Native to Southeast Alaska
Population:
- 10,000 (pre-contact)
- 25,000 today
- 1,000 native Tlingit speakers alive
Prehistory
- Living there by about 7,000 BC
- First contact with Europeans (Russian explorers; first transliterated language in Cyrillic) in the 18th century
- US gained control of Alaska in 1867; gave 100 M acres to Tlingit and other natives
- Totem poles
Recent History
- Originally hunter-gatherers: mammals, salmon, wild plants/berries, shellfish
- Later participated in fur trade; lots of arts and crafts (esp. carving and weaving)
- Non-traditional vocations: value education
Culture still very much alive
Kinship
Relationship between people and groups of people who culturally conceive of themselves as relatives
- Moiety system [1]: Raven or Eagle/Wolf
- Clan: group with shared genealogy, history, and possessory rights
- Matrilineal: descent is traced through female line
- Matriclans: membership in clans is determined by female ancestor
Marriage
Exogamy: marrying outside the group.
Preferred marriage pattern:
- marry father's mother's daughter ("patrilateral cross-cousin marriage")
- member of paternal grandfather or great grandfather's clan
- anyone from the opposite moiety
Any deviation used to result in ostracism or even death (not so much any more)
Divorce is rare
Polygamy among higher echelon population
Social Organization
Social classes
- Onyaddi (high class)
- Kanackideh (commoners)
- Nitckakaku (low class)
Born into class of parents, but choose your own (move up or down)
Religion
Elaborate creation story
- owned sun, moon, and stars, but raven stole those.
- Spirits (animistic [2]): Jek is title of spirit
- Humans possess two spirits: mortal and immortal.
- Afterlife: Two levels of heaven, mortal spirit reincarnation as maternal ancestor
Storytelling
- Communicates morals and ethics (like Aesop's fables)
- No written history
- Legends often coincide with archaeological findings
- Stories are performed, not just told
Slavery
Tlingit traditionally owned slaves (captured in war)

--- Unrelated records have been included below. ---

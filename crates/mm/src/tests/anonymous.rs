use super::*;

use std::sync::Arc;

use crate::{
    AllocationStrategy, AnonymousVmObject, PageFaultResponse, PageSlot, Paddr, PhysicalPage,
    Ppn, VmObject, alloc_frame,
};

const PAGE: usize = 4096;

#[test]
fn test_zero_size_is_rejected() {
    let fixture = setup();

    assert!(AnonymousVmObject::try_create_with_size(0, AllocationStrategy::Reserve).is_none());
    assert!(AnonymousVmObject::try_create_purgeable_with_size(0, AllocationStrategy::None).is_none());
    assert!(AnonymousVmObject::try_create_physically_contiguous_with_size(0).is_none());
    assert!(AnonymousVmObject::try_create_for_physical_range(Paddr(0x8000_0000), 0).is_none());
    assert!(AnonymousVmObject::try_create_with_physical_pages(&[]).is_none());
    fixture.assert_balanced();
}

#[test]
fn test_reserve_commits_and_rounds_up() {
    let fixture = setup();

    let obj = AnonymousVmObject::try_create_with_size(PAGE + 1, AllocationStrategy::Reserve).unwrap();
    assert_eq!(obj.page_count(), 2);
    assert_eq!(obj.size(), 2 * PAGE);
    assert_eq!(obj.unused_committed_pages(), 2);
    assert_eq!(get_committed_frames(), fixture.committed + 2);
    assert!(matches!(obj.slot(0), Some(PageSlot::LazyCommitted)));
    assert!(obj.physical_page(0).is_none());

    assert_eq!(obj.handle_zero_fault(1), PageFaultResponse::Continue);
    assert_eq!(obj.unused_committed_pages(), 1);
    assert_eq!(get_committed_frames(), fixture.committed + 1);
    assert_eq!(get_allocated_frames(), fixture.allocated + 1);

    let page = obj.physical_page(1).unwrap();
    let mut buf = [0xFFu8; 32];
    page.read(PAGE - 32, &mut buf);
    assert_eq!(buf, [0; 32]);
    drop(page);

    drop(obj);
    fixture.assert_balanced();
}

#[test]
fn test_allocate_now_materializes_every_page() {
    let fixture = setup();

    let obj = AnonymousVmObject::try_create_with_size(3 * PAGE, AllocationStrategy::AllocateNow).unwrap();
    assert!((0..3).all(|i| obj.physical_page(i).is_some()));
    assert_eq!(obj.unused_committed_pages(), 0);
    assert_eq!(get_committed_frames(), fixture.committed);
    assert_eq!(get_allocated_frames(), fixture.allocated + 3);

    drop(obj);
    fixture.assert_balanced();
}

#[test]
fn test_uncommitted_object_faults_from_allocator() {
    let fixture = setup();

    let obj = AnonymousVmObject::try_create_with_size(2 * PAGE, AllocationStrategy::None).unwrap();
    assert!(matches!(obj.slot(0), Some(PageSlot::Empty)));
    assert_eq!(get_committed_frames(), fixture.committed);

    assert_eq!(obj.handle_zero_fault(0), PageFaultResponse::Continue);
    let first = obj.physical_page(0).unwrap();
    // A second fault on a present page is a no-op.
    assert_eq!(obj.handle_zero_fault(0), PageFaultResponse::Continue);
    assert!(Arc::ptr_eq(&first, &obj.physical_page(0).unwrap()));
    drop(first);

    let reserved = exhaust_frames();
    assert_eq!(obj.handle_zero_fault(1), PageFaultResponse::OutOfMemory);
    assert!(matches!(obj.slot(1), Some(PageSlot::Empty)));
    release_frames(reserved);

    assert_eq!(obj.handle_zero_fault(2), PageFaultResponse::ShouldCrash);

    drop(obj);
    fixture.assert_balanced();
}

#[test]
fn test_reserve_fails_without_memory() {
    let fixture = setup();

    let reserved = exhaust_frames();
    assert!(AnonymousVmObject::try_create_with_size(PAGE, AllocationStrategy::Reserve).is_none());
    assert!(AnonymousVmObject::try_create_with_size(PAGE, AllocationStrategy::AllocateNow).is_none());
    assert!(AnonymousVmObject::try_create_physically_contiguous_with_size(PAGE).is_none());
    // Nothing to commit, so this still succeeds.
    let lazy = AnonymousVmObject::try_create_with_size(PAGE, AllocationStrategy::None).unwrap();
    release_frames(reserved);

    drop(lazy);
    fixture.assert_balanced();
}

#[test]
fn test_allocate_committed_page_fills_requested_slot() {
    let fixture = setup();

    let obj = AnonymousVmObject::try_create_with_size(3 * PAGE, AllocationStrategy::Reserve).unwrap();
    let page = obj.allocate_committed_page(1);
    assert!(Arc::ptr_eq(&page, &obj.physical_page(1).unwrap()));
    assert_eq!(obj.unused_committed_pages(), 2);
    assert_eq!(get_committed_frames(), fixture.committed + 2);
    assert_eq!(get_allocated_frames(), fixture.allocated + 1);
    assert!(matches!(obj.slot(0), Some(PageSlot::LazyCommitted)));
    assert!(matches!(obj.slot(2), Some(PageSlot::LazyCommitted)));
    drop(page);

    // The other lazy pages still fault in from their own credits.
    let reserved = exhaust_frames();
    assert_eq!(obj.handle_zero_fault(0), PageFaultResponse::Continue);
    assert_eq!(obj.handle_zero_fault(2), PageFaultResponse::Continue);
    assert_eq!(obj.unused_committed_pages(), 0);
    release_frames(reserved);

    drop(obj);
    fixture.assert_balanced();
}

#[test]
#[should_panic(expected = "has no committed credit")]
fn test_allocate_committed_page_rejects_uncommitted_slot() {
    let _fixture = setup();

    let obj = AnonymousVmObject::try_create_with_size(PAGE, AllocationStrategy::None).unwrap();
    let _ = obj.allocate_committed_page(0);
}

#[test]
fn test_physical_range_pages_are_fixed() {
    let fixture = setup();

    let base = Paddr(0x8000_0000);
    let obj = AnonymousVmObject::try_create_for_physical_range(base, 2 * PAGE).unwrap();
    let page = obj.physical_page(1).unwrap();
    assert!(page.is_fixed());
    assert_eq!(page.ppn(), Ppn(0x8000_0000 / PAGE + 1));
    assert_eq!(obj.cow_pages(), 0);
    assert!(!obj.should_cow(0, false));
    drop(page);

    drop(obj);
    fixture.assert_balanced();
}

#[test]
fn test_with_physical_pages_shares_them() {
    let fixture = setup();

    let page = Arc::new(PhysicalPage::from_frame(alloc_frame().unwrap()));
    let obj = AnonymousVmObject::try_create_with_physical_pages(&[Arc::clone(&page)]).unwrap();
    assert_eq!(Arc::strong_count(&page), 2);
    assert!(Arc::ptr_eq(&page, &obj.physical_page(0).unwrap()));

    drop(obj);
    assert_eq!(Arc::strong_count(&page), 1);
    drop(page);
    fixture.assert_balanced();
}

#[test]
fn test_physically_contiguous_pages() {
    let fixture = setup();

    let obj = AnonymousVmObject::try_create_physically_contiguous_with_size(3 * PAGE).unwrap();
    let first = obj.physical_page(0).unwrap().ppn();
    for i in 1..3 {
        assert_eq!(obj.physical_page(i).unwrap().ppn(), first + i);
    }
    assert_eq!(get_allocated_frames(), fixture.allocated + 3);

    drop(obj);
    fixture.assert_balanced();
}

#[test]
fn test_vm_object_surface() {
    let fixture = setup();

    let obj = AnonymousVmObject::try_create_with_size(PAGE, AllocationStrategy::None).unwrap();
    let vm: &dyn VmObject = &*obj;
    assert_eq!(vm.class_name(), "AnonymousVmObject");
    assert!(vm.is_anonymous());
    assert_eq!(vm.page_count(), 1);
    assert_eq!(vm.size(), PAGE);
    assert!(vm.physical_page(0).is_none());
    assert!(vm.physical_page(1).is_none());

    drop(obj);
    fixture.assert_balanced();
}

#[test]
fn test_set_should_cow_creates_map_on_demand() {
    let fixture = setup();

    let obj = AnonymousVmObject::try_create_with_size(2 * PAGE, AllocationStrategy::None).unwrap();
    obj.set_should_cow(0, false);
    assert_eq!(obj.cow_pages(), 0);

    obj.set_should_cow(1, true);
    assert!(obj.should_cow(1, false));
    assert!(!obj.should_cow(1, true));
    assert!(!obj.should_cow(0, false));
    assert_eq!(obj.cow_pages(), 1);

    obj.set_should_cow(1, false);
    assert_eq!(obj.cow_pages(), 0);

    drop(obj);
    fixture.assert_balanced();
}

- slaves either captured in war or "dried fish slaves" (members of Tlingit society who were extremely poor)
- Possession of slaves more important than services they provided
- Manual labor done by free men in training and for honor to elders
- Pride in work
- Routinely killed or freed to
- appease angry spirits
- enhance social position
- provide servants in afterlife
Slavery and US
- Emancipation proclamation issued in 1863
- 13th Amendment in 1865
- Slavery was illegal by Alaska's purchase in 1867
- Slaves were freed without compensation: this was a huge blow to Tlingit society
Lincoln Totem Pole
Totem poles used to tell story, honor something, or shame someone/something
3 explanations:
- in 1867, US ship patrolled coast, came across and helped Tlingits fleeing from others. Erected pole in honor of their freedom
- in 1880s, ancestors who thought they were the first to see white men, used Lincoln photo from army as model (this explanation used in museum)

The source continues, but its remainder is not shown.